Sulk. Sulk. Sulk. Fine. I’ll have some freakin’ oatmeal.

Which was awesome! They add granola and raisins and sesame seeds, and then ladle on some maple syrup. And by the time you get to your desk, it’s all congealed perfectly. And only $3. Oh, and the new manager is not bad-looking either, if you like a tall, sharp-dressed black man.

So then on top of it all, I’m sitting at my desk today thinking, Time for a sandwich. I wish PaM made half sandwiches. Guess I’ll have to choke a whole one down…

And then I wander downstairs and, you guessed it, they now have half sandwiches. I kind of resent the “Pret Slim” label and the side-of-box copy that suggests you’d only eat these if you’re dieting, but I guess they can’t really say you might want to eat them if you just plain get tired of a whole damn soggy Pret sandwich. Or if you don’t have all that much cash that day, or have already filled up on cupcakes that were sitting around the office.

Oh, and they have that nice credit-card system where you don’t have to sign anything.

I just don’t know what to think anymore. I might have to take PaM back.

World Cup (o’ Soup)

This World Cup thing… I’m not sporty, but I like the idea. It helps that pretty much all the teams that are winning so far have vocal representatives in my neighborhood. Sitting in my living room with the windows open, I can tell when a match has ended, and guess who won, just by the whooping, and whether it’s coming from the left (Mexicans at the bodega) or the right (Croatians next door). Alas, Ecuador was beat–I didn’t hear a peep out of them.
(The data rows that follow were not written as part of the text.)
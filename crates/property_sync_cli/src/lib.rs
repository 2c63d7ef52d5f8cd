//! org-props CLI library exports for integration testing.
//!
//! This module exposes command implementations for use in tests.

pub mod commands;
pub mod config;
pub mod errors;
pub mod state;
//! Typed enumerations for custom property attributes.
//!
//! Both enums parse from and render to the exact strings used in
//! configuration files and by the GitHub API.

use serde::{Deserialize, Serialize};
use std::fmt;
use std::str::FromStr;

use crate::errors::PropertyError;

#[cfg(test)]
#[path = "types_tests.rs"]
mod tests;

/// The type of value a custom property holds.
///
/// # Examples
///
/// ```rust
/// use property_sync::ValueType;
///
/// let value_type: ValueType = "single_select".parse().unwrap();
/// assert!(value_type.is_select());
/// assert_eq!(value_type.to_string(), "single_select");
/// ```
#[derive(Debug, Clone, Copy, PartialEq, Eq, Hash, Serialize, Deserialize)]
#[serde(rename_all = "snake_case")]
pub enum ValueType {
    /// One value drawn from `allowed_values`.
    SingleSelect,
    /// Any subset of `allowed_values`.
    MultiSelect,
    /// Free-form text.
    String,
    /// A boolean.
    TrueFalse,
}

impl ValueType {
    /// Every value type, in the order used in messages.
    pub const ALL: [ValueType; 4] = [
        ValueType::SingleSelect,
        ValueType::MultiSelect,
        ValueType::String,
        ValueType::TrueFalse,
    ];

    /// Returns the wire name of the value type.
    pub fn as_str(&self) -> &'static str {
        match self {
            ValueType::SingleSelect => "single_select",
            ValueType::MultiSelect => "multi_select",
            ValueType::String => "string",
            ValueType::TrueFalse => "true_false",
        }
    }

    /// Returns `true` for value types whose values come from `allowed_values`.
    pub fn is_select(&self) -> bool {
        matches!(self, ValueType::SingleSelect | ValueType::MultiSelect)
    }
}

impl fmt::Display for ValueType {
    fn fmt(&self, f: &mut fmt::Formatter<'_>) -> fmt::Result {
        f.write_str(self.as_str())
    }
}

impl FromStr for ValueType {
    type Err = PropertyError;

    fn from_str(s: &str) -> Result<Self, Self::Err> {
        ValueType::ALL
            .into_iter()
            .find(|v| v.as_str() == s)
            .ok_or_else(|| {
                PropertyError::invalid_choice(
                    "value_type",
                    &ValueType::ALL.map(|v| v.as_str()),
                    s,
                )
            })
    }
}

/// Who may edit the values of a custom property on repositories.
#[derive(Debug, Clone, Copy, Default, PartialEq, Eq, Hash, Serialize, Deserialize)]
#[serde(rename_all = "snake_case")]
pub enum ValuesEditableBy {
    /// Organization actors only.
    #[default]
    OrgActors,
    /// Organization actors and repository actors.
    OrgAndRepoActors,
}

impl ValuesEditableBy {
    pub const ALL: [ValuesEditableBy; 2] =
        [ValuesEditableBy::OrgActors, ValuesEditableBy::OrgAndRepoActors];

    /// Returns the wire name.
    pub fn as_str(&self) -> &'static str {
        match self {
            ValuesEditableBy::OrgActors => "org_actors",
            ValuesEditableBy::OrgAndRepoActors => "org_and_repo_actors",
        }
    }
}

impl fmt::Display for ValuesEditableBy {
    fn fmt(&self, f: &mut fmt::Formatter<'_>) -> fmt::Result {
        f.write_str(self.as_str())
    }
}

impl FromStr for ValuesEditableBy {
    type Err = PropertyError;

    fn from_str(s: &str) -> Result<Self, Self::Err> {
        ValuesEditableBy::ALL
            .into_iter()
            .find(|v| v.as_str() == s)
            .ok_or_else(|| {
                PropertyError::invalid_choice(
                    "values_editable_by",
                    &ValuesEditableBy::ALL.map(|v| v.as_str()),
                    s,
                )
            })
    }
}
use thiserror::Error;

#[cfg(test)]
#[path = "errors_tests.rs"]
mod tests;

/// Errors that can occur in the org-props CLI application.
#[derive(Error, Debug)]
pub enum Error {
    /// Configuration error occurred while loading or validating the declaration file.
    ///
    /// This error is returned when the file is missing, is not valid TOML, or
    /// declares properties that fail validation.
    #[error("Configuration error: {0}")]
    Config(String),

    /// The GitHub client could not be created.
    #[error("GitHub client error: {0}")]
    GitHub(#[from] github_client::Error),

    /// Invalid command-line arguments were provided.
    #[error("Invalid arguments: {0}")]
    InvalidArguments(String),

    /// A synchronizer operation failed.
    #[error("{0}")]
    Property(#[from] property_sync::PropertyError),

    /// The state file could not be read or written.
    #[error("State file error: {0}")]
    State(String),
}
But still, I’m sitting in my living room. I haven’t gotten out to the Argentine bar, or to one of the many, many Brazilian joints here on 36th Ave. Last go-round, I really kind of intended to go to the playoffs and celebrate with local Brazilians, but then before I knew it, it was all over–I didn’t realize the World Cup doesn’t go into endless finals the way the NBA playoffs do.

Why can’t I catch the World Cup fever? I’m looking for a bit more of a hook, I guess.

Enter Rod Ben Zeev, boat captain and comedian of Amsterdam, who’s doing a blog for the International Herald-Tribune about the cup. Today’s entry puts soccer in terms I can understand: culinary terms. (Plus, it gives a little more context for the krokets mentioned a few entries back.)

The other thing that might hook me comes via another Amsterdam comedian friend, Brendan Hunt, who’s doing a daily video report for MSN called The Unlikely Fan. Brendan’s more of a burgers-and-fries guy, but his total mania and extreme goofiness are pretty compelling. Goofy sports I don’t mind–I only tune out when people start getting very serious.

OK, I’m almost ready to go to a bar somewhere and drink beer and sing silly songs. Please tell me I haven’t missed it all again.